* [Exercise directions]:
Below is a listing from which only part is wanted; return exactly the lines from the one with "in for it so" up to and including the one with "impl fmt::Display for".

>>>>

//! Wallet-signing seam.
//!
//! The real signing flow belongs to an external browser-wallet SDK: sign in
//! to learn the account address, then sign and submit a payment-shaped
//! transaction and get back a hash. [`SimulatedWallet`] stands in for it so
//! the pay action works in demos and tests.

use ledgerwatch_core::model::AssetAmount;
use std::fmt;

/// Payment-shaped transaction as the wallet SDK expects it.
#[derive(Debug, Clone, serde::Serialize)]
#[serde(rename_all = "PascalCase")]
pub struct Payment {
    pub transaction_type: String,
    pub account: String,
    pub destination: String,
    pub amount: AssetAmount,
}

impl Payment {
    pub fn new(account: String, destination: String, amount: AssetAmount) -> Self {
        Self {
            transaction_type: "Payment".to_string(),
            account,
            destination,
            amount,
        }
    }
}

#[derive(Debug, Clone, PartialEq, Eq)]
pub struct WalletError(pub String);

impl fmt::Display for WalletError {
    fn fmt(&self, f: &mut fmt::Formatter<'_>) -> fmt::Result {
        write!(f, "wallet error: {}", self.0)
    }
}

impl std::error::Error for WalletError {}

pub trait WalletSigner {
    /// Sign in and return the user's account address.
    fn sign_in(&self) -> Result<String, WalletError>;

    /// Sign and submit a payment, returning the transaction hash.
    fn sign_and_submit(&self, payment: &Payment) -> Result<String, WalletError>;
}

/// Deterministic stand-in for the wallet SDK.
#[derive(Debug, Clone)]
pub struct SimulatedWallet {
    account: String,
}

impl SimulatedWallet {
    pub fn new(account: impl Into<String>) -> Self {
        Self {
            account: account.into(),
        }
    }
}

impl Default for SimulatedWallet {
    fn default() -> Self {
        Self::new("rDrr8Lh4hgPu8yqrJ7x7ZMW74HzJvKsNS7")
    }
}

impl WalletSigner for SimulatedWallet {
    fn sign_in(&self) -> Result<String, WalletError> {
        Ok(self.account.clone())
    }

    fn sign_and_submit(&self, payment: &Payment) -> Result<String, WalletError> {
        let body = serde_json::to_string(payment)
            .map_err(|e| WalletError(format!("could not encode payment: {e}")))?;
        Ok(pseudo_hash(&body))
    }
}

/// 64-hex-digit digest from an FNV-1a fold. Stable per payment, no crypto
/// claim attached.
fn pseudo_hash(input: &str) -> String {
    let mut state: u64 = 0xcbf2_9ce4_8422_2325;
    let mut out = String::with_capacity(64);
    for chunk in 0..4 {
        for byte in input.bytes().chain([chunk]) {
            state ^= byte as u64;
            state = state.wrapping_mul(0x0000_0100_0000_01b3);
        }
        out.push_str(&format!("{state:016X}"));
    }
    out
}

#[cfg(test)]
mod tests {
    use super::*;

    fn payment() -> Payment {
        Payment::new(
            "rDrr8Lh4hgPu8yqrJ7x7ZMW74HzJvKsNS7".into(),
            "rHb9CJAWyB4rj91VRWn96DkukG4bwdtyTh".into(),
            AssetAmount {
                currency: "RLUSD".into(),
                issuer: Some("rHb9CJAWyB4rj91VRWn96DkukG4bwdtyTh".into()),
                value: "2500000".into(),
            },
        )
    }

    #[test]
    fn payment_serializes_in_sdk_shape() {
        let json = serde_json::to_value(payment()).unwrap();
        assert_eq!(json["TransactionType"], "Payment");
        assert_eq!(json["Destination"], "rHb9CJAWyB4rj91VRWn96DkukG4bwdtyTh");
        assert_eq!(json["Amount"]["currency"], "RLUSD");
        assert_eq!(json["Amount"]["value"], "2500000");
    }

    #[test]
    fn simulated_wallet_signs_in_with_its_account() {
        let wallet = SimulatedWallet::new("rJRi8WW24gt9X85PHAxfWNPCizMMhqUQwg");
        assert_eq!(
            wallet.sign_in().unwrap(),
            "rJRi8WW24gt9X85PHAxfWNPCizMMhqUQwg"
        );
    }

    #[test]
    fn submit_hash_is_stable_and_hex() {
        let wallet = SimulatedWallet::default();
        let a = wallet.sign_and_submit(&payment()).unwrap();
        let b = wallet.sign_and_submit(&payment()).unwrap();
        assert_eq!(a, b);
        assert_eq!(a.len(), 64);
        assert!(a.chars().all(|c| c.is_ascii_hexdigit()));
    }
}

<<<<

* [Response for this exercise]:
//! transaction and get back a hash. [`SimulatedWallet`] stands in for it so
//! the pay action works in demos and tests.

use ledgerwatch_core::model::AssetAmount;
use std::fmt;

/// Payment-shaped transaction as the wallet SDK expects it.
#[derive(Debug, Clone, serde::Serialize)]
#[serde(rename_all = "PascalCase")]
pub struct Payment {
    pub transaction_type: String,
    pub account: String,
    pub destination: String,
    pub amount: AssetAmount,
}

impl Payment {
    pub fn new(account: String, destination: String, amount: AssetAmount) -> Self {
        Self {
            transaction_type: "Payment".to_string(),
            account,
            destination,
            amount,
        }
    }
}

#[derive(Debug, Clone, PartialEq, Eq)]
pub struct WalletError(pub String);

impl fmt::Display for WalletError {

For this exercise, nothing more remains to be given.